Maria Trovaya Pym is a fictional character appearing in American comic books published by Marvel Comics, depicted as the first wife of Hank Pym and the mother of Nadia van Dyne. After being initially held captive by the Red Room and killed, she is resurrected by A.I.M. and mutated into a being nearly identical in appearance to M.O.D.O.K. called S.O.D.A.M. (and later M.O.D.A.M.).

Publication history
Maria Trovaya Pym debuted in Tales to Astonish #44 (plotted by Stan Lee, scripted by H. E. Huntley, and drawn by Jack Kirby, June 1963) as the deceased wife of Henry "Hank" Pym whom his future partner and second wife Janet "The Wasp" van Dyne resembles. She first appeared in The West Coast Avengers vol. 2 #36 as an agent of A.I.M., created by Steve Englehart and Al Milgrom, in Solo Avengers #16 as SODAM, created by Tom DeFalco with Milgrom, and Quasar #9 as MODAM, created by Mark Gruenwald and Mike Manle. A younger Maria Trovaya appears in flashbacks throughout The Unstoppable Wasp, starring the character's daughter Nadia and created by Mark Waid and Alan Davis, in a recurring capacity.

Fictional character biography
Maria Trovaya was born the daughter of Dr. Janos Trovaya, a Hungarian geneticist and entomologist, both being political prisoners in their native Hungary before managing to escape to the United States of America, where her father started working for the United States government. Upon meeting Hank Pym, Maria fell in love with him and the pair married, returning to Maria's native Hungary for their honeymoon, describing Hank's laziness as signs of him being "not an industrious ant" and instilling him the interest in ants that ultimately leads him to become Ant-Man.

Kidnapping, pregnancy, and death
While in Hungary, Maria is kidnapped by communist agents before Hank's eyes; after reporting Maria's kidnapping to the American embassy in Hungary, Hank is informed that her corpse had been discovered, along with a note claiming that it is what happens to people who attempt to escape from behind the Iron Curtain. That same day, Hank learns Maria's father to have been killed in a laboratory explosion at the same time as Maria.

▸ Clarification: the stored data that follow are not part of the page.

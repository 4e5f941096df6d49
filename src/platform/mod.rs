//! Platform resolution
//!
//! Maps the raw operating system and architecture identifiers reported by the
//! host to a normalized [`PlatformKey`]. Only the Windows family is supported,
//! because that is the only family payloads are packaged for.

use crate::error::BootstrapError;
use crate::runtime::Runtime;
use log::debug;
use serde::Serialize;
use std::fmt;

/// Supported operating system families
#[derive(Debug, Clone, Copy, PartialEq, Eq, Hash, Serialize)]
#[serde(rename_all = "lowercase")]
pub enum Os {
    Windows,
}

impl Os {
    /// Recognize an OS name (case-insensitive).
    pub fn from_name(name: &str) -> Option<Self> {
        let name = name.trim().to_lowercase();
        // "Windows 10", "windows", "win32"; "darwin" must not match
        if name.starts_with("win") {
            Some(Os::Windows)
        } else {
            None
        }
    }
}

impl fmt::Display for Os {
    fn fmt(&self, f: &mut fmt::Formatter<'_>) -> fmt::Result {
        match self {
            Os::Windows => write!(f, "windows"),
        }
    }
}

/// Supported CPU architectures
#[derive(Debug, Clone, Copy, PartialEq, Eq, Hash, Serialize)]
#[serde(rename_all = "lowercase")]
pub enum Arch {
    X86,
    X64,
    Arm64,
}

/// Alias table: every spelling a host may report, merged into one [`Arch`].
const ARCH_ALIASES: &[(&str, Arch)] = &[
    ("x8664", Arch::X64),
    ("x86-64", Arch::X64),
    ("x86_64", Arch::X64),
    ("amd64", Arch::X64),
    ("ia32e", Arch::X64),
    ("em64t", Arch::X64),
    ("x64", Arch::X64),
    ("x8632", Arch::X86),
    ("x86-32", Arch::X86),
    ("x86_32", Arch::X86),
    ("x86", Arch::X86),
    ("i86pc", Arch::X86),
    ("i386", Arch::X86),
    ("i486", Arch::X86),
    ("i586", Arch::X86),
    ("i686", Arch::X86),
    ("ia32", Arch::X86),
    ("x32", Arch::X86),
    ("aarch64", Arch::Arm64),
    ("arm64", Arch::Arm64),
    ("armv9", Arch::Arm64),
    ("armv8", Arch::Arm64),
];

impl Arch {
    /// Recognize an architecture alias (case-insensitive).
    pub fn from_alias(alias: &str) -> Option<Self> {
        let alias = alias.trim().to_lowercase();
        ARCH_ALIASES
            .iter()
            .find(|(name, _)| *name == alias)
            .map(|(_, arch)| *arch)
    }

    /// Directory name used for this architecture in resources and the cache.
    pub fn as_str(&self) -> &'static str {
        match self {
            Arch::X86 => "x86",
            Arch::X64 => "x64",
            Arch::Arm64 => "arm64",
        }
    }

    /// All aliases recognized for this architecture.
    pub fn aliases(&self) -> impl Iterator<Item = &'static str> + '_ {
        ARCH_ALIASES
            .iter()
            .filter(move |(_, arch)| arch == self)
            .map(|(name, _)| *name)
    }
}

impl fmt::Display for Arch {
    fn fmt(&self, f: &mut fmt::Formatter<'_>) -> fmt::Result {
        write!(f, "{}", self.as_str())
    }
}

/// Normalized platform identity; constructing one proves the host is supported.
#[derive(Debug, Clone, Copy, PartialEq, Eq, Hash, Serialize)]
pub struct PlatformKey {
    pub os: Os,
    pub arch: Arch,
}

impl PlatformKey {
    /// Resolve raw OS and architecture names.
    pub fn resolve(os_name: &str, arch_name: &str) -> Result<Self, BootstrapError> {
        let unsupported = || BootstrapError::UnsupportedPlatform {
            os: os_name.to_string(),
            arch: arch_name.to_string(),
        };

        let os = Os::from_name(os_name).ok_or_else(unsupported)?;
        let arch = Arch::from_alias(arch_name).ok_or_else(unsupported)?;

        debug!("Resolved platform {}/{} from ({}, {})", os, arch, os_name, arch_name);
        Ok(Self { os, arch })
    }

    /// Resolve the platform the runtime reports.
    #[tracing::instrument(skip(runtime))]
    pub fn detect<R: Runtime>(runtime: &R) -> Result<Self, BootstrapError> {
        Self::resolve(&runtime.os_name(), &runtime.arch_name())
    }
}

impl fmt::Display for PlatformKey {
    fn fmt(&self, f: &mut fmt::Formatter<'_>) -> fmt::Result {
        write!(f, "{}-{}", self.os, self.arch)
    }
}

Swearing revenge against anyone involved in Maria's murder, Hank goes on a rampage throughout Hungary and is imprisoned for assault, having been unable to find Maria's murderers.

On the verge of a complete mental and physical breakdown, Hank is freed by the American embassy and arranged to return to the United States. Unbeknownst to Hank, Maria remained alive as a prisoner of the Red Room before giving birth to a daughter, Nadia, who was subsequently raised to become a potential Black Widow, ultimately becoming a new Wasp upon escaping from the Red Room and travelling to America, where she is later formally adopted by Hank's ex-wife and original Wasp Janet van Dyne, whom Hank claimed to have only married following Maria's death due to her physical resemblance to her.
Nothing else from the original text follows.